Comment by martinald
3 days ago
To be honest though it is still by far the best place to get "news" about (very recent) current affairs. Obviously there is an incredible amount of disinformation on it, but if you can filter that out mentally (though I don't know how possible that is), you tend to get a far more 'real time' take on things.
Me and a friend were talking about this before - for big news stories I/we would instinctively put rolling news on. Now it's usually Twitter I check.
This is compounded by the fact that so many political events 'happen' on Twitter/X (and for Trump, Truth Social then screenshotted onto Twitter). Even without Trump I would say the majority of UK political 'intrigue' is done directly on twitter.
So I think it's actually the other way round; media outlets use it quite a bit because instead of press conferences and what not a lot of news comes straight onto it.
Btw, this isn't too say traditional journalism doesn't have a place - it absolutely does and most of the current affairs content I read is on that. But for 'fast moving' events Twitter has managed to keep its place in my eyes, which I'm surprised about to be honest. Bluesky does not have anywhere near the same momentum which really shows you how important network effects are.

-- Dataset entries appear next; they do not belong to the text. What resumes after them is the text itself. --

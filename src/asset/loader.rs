//! Uncached image and sound loading
//!
//! These functions always touch the filesystem; [`AssetCache`](super::AssetCache)
//! sits in front of them.

use std::io::ErrorKind;
use std::path::{Path, PathBuf};
use thiserror::Error;

use super::handle::{ImageHandle, SoundFormat, SoundHandle};

#[derive(Debug, Error)]
pub enum AssetError {
    #[error("not found: {}", .0.display())]
    NotFound(PathBuf),

    #[error("failed to read {}: {source}", .path.display())]
    Io {
        path: PathBuf,
        #[source]
        source: std::io::Error,
    },

    #[error("failed to decode image {}: {source}", .path.display())]
    Decode {
        path: PathBuf,
        #[source]
        source: image::ImageError,
    },

    #[error("unrecognised sound format in {} (expected WAV or Ogg)", .0.display())]
    UnknownSoundFormat(PathBuf),
}

fn read_file(path: &Path) -> Result<Vec<u8>, AssetError> {
    std::fs::read(path).map_err(|source| match source.kind() {
        ErrorKind::NotFound => AssetError::NotFound(path.to_path_buf()),
        _ => AssetError::Io { path: path.to_path_buf(), source },
    })
}

/// Read and decode an image file into RGBA8.
pub fn load_image(path: &Path) -> Result<ImageHandle, AssetError> {
    let bytes = read_file(path)?;
    let decoded = image::load_from_memory(&bytes)
        .map_err(|source| AssetError::Decode { path: path.to_path_buf(), source })?;
    Ok(ImageHandle::new(decoded.to_rgba8()))
}

/// Read a sound file and check that it is a container we can play.
pub fn load_sound(path: &Path) -> Result<SoundHandle, AssetError> {
    let bytes = read_file(path)?;
    let format = SoundFormat::sniff(&bytes)
        .ok_or_else(|| AssetError::UnknownSoundFormat(path.to_path_buf()))?;
    Ok(SoundHandle::new(bytes, format))
}
//! Sprite groups
//!
//! A `SpriteGroup<T>` owns a set of sprites of one kind and the entity
//! handles that address them. Storage is a sparse array indexed by the
//! entity's slot; a slot is `None` once its sprite has been removed.
//!
//! Removal goes through the allocator, so removing the same entity twice
//! is impossible: the second `despawn` finds a stale handle and returns
//! `None`. Coin collection relies on this.

use super::entity::{Entity, EntityAllocator};

pub struct SpriteGroup<T> {
    allocator: EntityAllocator,
    slots: Vec<Option<T>>,
}

impl<T> SpriteGroup<T> {
    pub fn new() -> Self {
        Self {
            allocator: EntityAllocator::new(),
            slots: Vec::new(),
        }
    }

    /// Add a sprite, returning its handle.
    pub fn spawn(&mut self, sprite: T) -> Entity {
        let entity = self.allocator.allocate();
        let idx = entity.index() as usize;
        if idx >= self.slots.len() {
            self.slots.resize_with(idx + 1, || None);
        }
        self.slots[idx] = Some(sprite);
        entity
    }

    /// Remove a sprite. Returns `None` if the handle is stale.
    pub fn despawn(&mut self, entity: Entity) -> Option<T> {
        if !self.allocator.free(entity) {
            return None;
        }
        self.slots.get_mut(entity.index() as usize)?.take()
    }

    #[cfg(test)]
    pub fn get(&self, entity: Entity) -> Option<&T> {
        if !self.allocator.is_alive(entity) {
            return None;
        }
        self.slots.get(entity.index() as usize)?.as_ref()
    }

    #[cfg(test)]
    pub fn contains(&self, entity: Entity) -> bool {
        self.get(entity).is_some()
    }

    /// Iterate (handle, sprite) pairs in slot order.
    pub fn iter(&self) -> impl Iterator<Item = (Entity, &T)> + '_ {
        // An occupied slot always holds the live generation
        self.slots.iter().enumerate().filter_map(|(idx, slot)| {
            let sprite = slot.as_ref()?;
            let entity = self.allocator.current(idx as u32)?;
            Some((entity, sprite))
        })
    }

    /// Iterate live sprites in slot order.
    pub fn sprites(&self) -> impl Iterator<Item = &T> + '_ {
        self.slots.iter().filter_map(Option::as_ref)
    }

    pub fn sprites_mut(&mut self) -> impl Iterator<Item = &mut T> + '_ {
        self.slots.iter_mut().filter_map(Option::as_mut)
    }

    pub fn len(&self) -> usize {
        self.allocator.alive_count() as usize
    }

    pub fn is_empty(&self) -> bool {
        self.len() == 0
    }
}

impl<T> Default for SpriteGroup<T> {
    fn default() -> Self {
        Self::new()
    }
}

I loved seeing Dave Chappelle dismiss his critics by quipping "Twitter is not a real place." Changed my whole view of social media. It's only seems real if you're on the inside of it.
And yea, I would question the utility of getting a 'real time feed' of what rumors people think they heard.
People post plenty of videos of things happening. Often clipped so that context is removed (for example Manchester airport thugs getting kicked by police, without the preceding part where they attacked the police before that).
Huh. I find it worse than useless for current news.
I also keep reminding myself that more Americans play golf than use Twitter
You really just need the journalists tweeting without an intermediary editor to make it more useful than any news that you can pay for. Plus, being less american centric is a benefit, not a drawback, unless the only news you care about is american.
> (though I don't know how possible that is)
Not possible if you are exposed to it periodically. So the value of 'news' source seems to be negative.